Frankly, I was underwhelmed by the opera- by the design, by the direction, by the libretto, and even by the music, by John Adams. Doctor Atomic is all about waiting, specifically waiting for the first atomic bomb to be tested at Los Alamos. The final scene (after 3.5 hours of waiting) was quite literally a scene about waiting, waiting through a countdown in which two minutes somehow took ten. It takes a avant garde master like Beckett to dramatize waiting, and Doctor Atomic definitely didn't reach the level of Godot. We sat up in the cheap seats, which I do love at the Met - they aren't bad, even all the way up there. Thank goodness some seats are affordable, much more so than Broadway.

But one thing the opera did make me reflect on was a statement I read on the BBC news right after the Obama win - I can't find the exact article again, but what it said was almost identical to what U.N. President Kofi Anan stated: Obama's win once again demonstrates "America's extraordinary capacity to renew itself and adapt to a changing world."

I've seen sentiments like that often in the last few says, mostly on the international news sites, often enough to make me think that renewal and reinvention are virtues somewhat commonly attributed to us by the rest of the world.
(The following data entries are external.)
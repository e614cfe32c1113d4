//! Process-wide rolling file logs.
//!
//! # Responsibility
//! - Start the `flexi_logger` backend once per process.
//! - Capture panics as sanitized `event=panic_captured` lines.
//!
//! # Invariants
//! - Re-initializing with identical settings is a no-op.
//! - Re-initializing with a different level or directory is rejected.
//! - Initialization never panics.

use crate::config::AppConfig;
use flexi_logger::{Cleanup, Criterion, FileSpec, Logger, LoggerHandle, Naming, WriteMode};
use log::{error, info};
use once_cell::sync::OnceCell;
use std::error::Error;
use std::fmt::{Display, Formatter};
use std::path::{Path, PathBuf};

const LOG_FILE_BASENAME: &str = "mealdraw";
const MAX_LOG_FILE_SIZE_BYTES: u64 = 5 * 1024 * 1024;
const MAX_LOG_FILES: usize = 3;
const MAX_PANIC_PAYLOAD_CHARS: usize = 160;

static LOGGING_STATE: OnceCell<LoggingState> = OnceCell::new();
static PANIC_HOOK_INSTALLED: OnceCell<()> = OnceCell::new();

struct LoggingState {
    level: &'static str,
    log_dir: PathBuf,
    _logger: LoggerHandle,
}

#[derive(Debug, Clone, PartialEq, Eq)]
pub enum LoggingError {
    InvalidLevel(String),
    InvalidDir(String),
    /// Logging is already running with other settings.
    Conflict(String),
    Backend(String),
}

impl Display for LoggingError {
    fn fmt(&self, f: &mut Formatter<'_>) -> std::fmt::Result {
        match self {
            Self::InvalidLevel(message)
            | Self::InvalidDir(message)
            | Self::Conflict(message)
            | Self::Backend(message) => write!(f, "{message}"),
        }
    }
}

impl Error for LoggingError {}

/// Starts file logging at `level` under `log_dir`.
///
/// # Errors
/// - `InvalidLevel` for anything outside `trace|debug|info|warn|error`.
/// - `InvalidDir` when `log_dir` is relative or cannot be created.
/// - `Conflict` when already initialized with different settings.
pub fn init_logging(level: &str, log_dir: &Path) -> Result<(), LoggingError> {
    let level = normalize_level(level).map_err(LoggingError::InvalidLevel)?;
    let log_dir = normalize_log_dir(log_dir).map_err(LoggingError::InvalidDir)?;

    let state = LOGGING_STATE.get_or_try_init(|| start_backend(level, &log_dir))?;
    check_same_settings(state, level, &log_dir)
}

/// Starts logging from resolved configuration, then logs the resolved settings.
pub fn init_from_config(config: &AppConfig) -> Result<(), LoggingError> {
    init_logging(config.log_level, &config.log_dir)?;
    config.log_resolved();
    Ok(())
}

/// Returns `(level, log_dir)` once logging is active.
pub fn logging_status() -> Option<(&'static str, PathBuf)> {
    LOGGING_STATE
        .get()
        .map(|state| (state.level, state.log_dir.clone()))
}

/// `debug` for debug builds, `info` for release builds.
pub fn default_log_level() -> &'static str {
    if cfg!(debug_assertions) {
        "debug"
    } else {
        "info"
    }
}

pub(crate) fn normalize_level(level: &str) -> Result<&'static str, String> {
    match level.trim().to_ascii_lowercase().as_str() {
        "trace" => Ok("trace"),
        "debug" => Ok("debug"),
        "info" => Ok("info"),
        "warn" | "warning" => Ok("warn"),
        "error" => Ok("error"),
        other => Err(format!(
            "unsupported log level `{other}`; expected trace|debug|info|warn|error"
        )),
    }
}

fn normalize_log_dir(log_dir: &Path) -> Result<PathBuf, String> {
    if log_dir.as_os_str().is_empty() {
        return Err("log_dir cannot be empty".to_string());
    }
    if !log_dir.is_absolute() {
        return Err(format!(
            "log_dir must be an absolute path, got `{}`",
            log_dir.display()
        ));
    }
    Ok(log_dir.to_path_buf())
}

fn start_backend(level: &'static str, log_dir: &Path) -> Result<LoggingState, LoggingError> {
    std::fs::create_dir_all(log_dir).map_err(|err| {
        LoggingError::InvalidDir(format!(
            "failed to create log directory `{}`: {err}",
            log_dir.display()
        ))
    })?;

    let logger = Logger::try_with_str(level)
        .map_err(|err| LoggingError::InvalidLevel(format!("invalid log level `{level}`: {err}")))?
        .log_to_file(
            FileSpec::default()
                .directory(log_dir)
                .basename(LOG_FILE_BASENAME),
        )
        .rotate(
            Criterion::Size(MAX_LOG_FILE_SIZE_BYTES),
            Naming::Numbers,
            Cleanup::KeepLogFiles(MAX_LOG_FILES),
        )
        .write_mode(WriteMode::BufferAndFlush)
        .append()
        .format_for_files(flexi_logger::detailed_format)
        .start()
        .map_err(|err| LoggingError::Backend(format!("failed to start logger: {err}")))?;

    install_panic_hook_once();

    info!(
        "event=app_start module=core status=ok platform={} version={}",
        std::env::consts::OS,
        env!("CARGO_PKG_VERSION")
    );
    info!(
        "event=logging_init module=core status=ok level={} log_dir={}",
        level,
        log_dir.display()
    );

    Ok(LoggingState {
        level,
        log_dir: log_dir.to_path_buf(),
        _logger: logger,
    })
}

fn check_same_settings(
    state: &LoggingState,
    level: &'static str,
    log_dir: &Path,
) -> Result<(), LoggingError> {
    if state.log_dir != log_dir {
        return Err(LoggingError::Conflict(format!(
            "logging already initialized at `{}`; refusing to switch to `{}`",
            state.log_dir.display(),
            log_dir.display()
        )));
    }
    if state.level != level {
        return Err(LoggingError::Conflict(format!(
            "logging already initialized with level `{}`; refusing to switch to `{}`",
            state.level, level
        )));
    }
    Ok(())
}

fn install_panic_hook_once() {
    if PANIC_HOOK_INSTALLED.set(()).is_err() {
        return;
    }

    let previous_hook = std::panic::take_hook();
    std::panic::set_hook(Box::new(move |panic_info| {
        let location = panic_info
            .location()
            .map(|loc| format!("{}:{}", loc.file(), loc.line()))
            .unwrap_or_else(|| "unknown".to_string());
        let payload = panic_payload_summary(panic_info);
        error!(
            "event=panic_captured module=core status=error location={} payload={}",
            location, payload
        );
        previous_hook(panic_info);
    }));
}

fn panic_payload_summary(info: &std::panic::PanicHookInfo<'_>) -> String {
    let payload = if let Some(message) = info.payload().downcast_ref::<&str>() {
        (*message).to_string()
    } else if let Some(message) = info.payload().downcast_ref::<String>() {
        message.clone()
    } else {
        "non-string panic payload".to_string()
    };

    sanitize_message(&payload, MAX_PANIC_PAYLOAD_CHARS)
}

/// Flattens newlines and caps length; payloads may echo user input.
fn sanitize_message(value: &str, max_chars: usize) -> String {
    let flattened = value.replace(['\n', '\r'], " ");
    let mut truncated = flattened.chars().take(max_chars).collect::<String>();
    if flattened.chars().count() > max_chars {
        truncated.push_str("...");
    }
    truncated
}

#[cfg(test)]
mod tests {
    use super::{
        init_logging, logging_status, normalize_level, normalize_log_dir, sanitize_message,
        LoggingError,
    };
    use std::path::Path;

    #[test]
    fn normalize_level_accepts_known_values() {
        assert_eq!(normalize_level("INFO").unwrap(), "info");
        assert_eq!(normalize_level(" warning ").unwrap(), "warn");
        assert!(normalize_level("verbose").is_err());
    }

    #[test]
    fn normalize_log_dir_rejects_relative_path() {
        let error = normalize_log_dir(Path::new("logs/dev")).unwrap_err();
        assert!(error.contains("absolute"));
    }

    #[test]
    fn sanitize_message_flattens_and_truncates() {
        let sanitized = sanitize_message("line1\nline2\rline3", 8);
        assert!(!sanitized.contains('\n'));
        assert!(!sanitized.contains('\r'));
        assert!(sanitized.ends_with("..."));
    }

    #[test]
    fn init_logging_is_idempotent_and_rejects_conflicts() {
        let first = tempfile::tempdir().unwrap();
        let second = tempfile::tempdir().unwrap();

        init_logging("info", first.path()).unwrap();
        init_logging("info", first.path()).unwrap();

        let level_error = init_logging("debug", first.path()).unwrap_err();
        assert!(matches!(level_error, LoggingError::Conflict(_)));

        let dir_error = init_logging("info", second.path()).unwrap_err();
        assert!(matches!(dir_error, LoggingError::Conflict(_)));

        let (active_level, active_dir) = logging_status().unwrap();
        assert_eq!(active_level, "info");
        assert_eq!(active_dir, first.path());
    }
}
How does this relate to Doctor Atomic? Well, the opera was of course a reminder that for all the great good the U. S. has done (and I do believe we have at times managed to do great good), we have also committed some terrible sins. My mind boggles at the idea that we were actually able to bring ourselves to drop that monstrosity on Japan. Everyone here talks of World War II in terms of Germany (and by implication Hitler and the Holocaust), because that way we can talk about WWII as the only morally justifiable war, but we forget the war, or at least our involvement in it, started and ended with Japan.

I think about that time in particular because it was on the heels of the New Deal and our emergence from the Depression. And of course the day Japan surrendered because of our atomic assaults, VJ day as it was called then, was a cause for jubilation at the time - and who can begrudge a nation sick of war celebrating its end? But in the midst of that celebration was the seeds of those problems that would shape the era to come, problems partly embodied by The Bomb.

Now, we are in celebration mode again, at least among the New Yorkers who comprise the majority of my associations. We have renewed ourselves in racial politics, but at the same time, Proposition 8 in California shows that we are having far less success in the area of homophobia. Will we someday renew ourselves again, get rid of our discriminatory laws, and maybe even elect a homosexual president? I hope so, but it will be a long time in coming.

And this time, unlike that moment at Los Alamos, we are heading into bad economic times, not out of them, and it will take a lot more renewal to find our way through. I'm glad that the international community is excited about Obama, and that in itself is an important renewal, regaining our status in the world. But we are not done.

The truth is, we will never be done.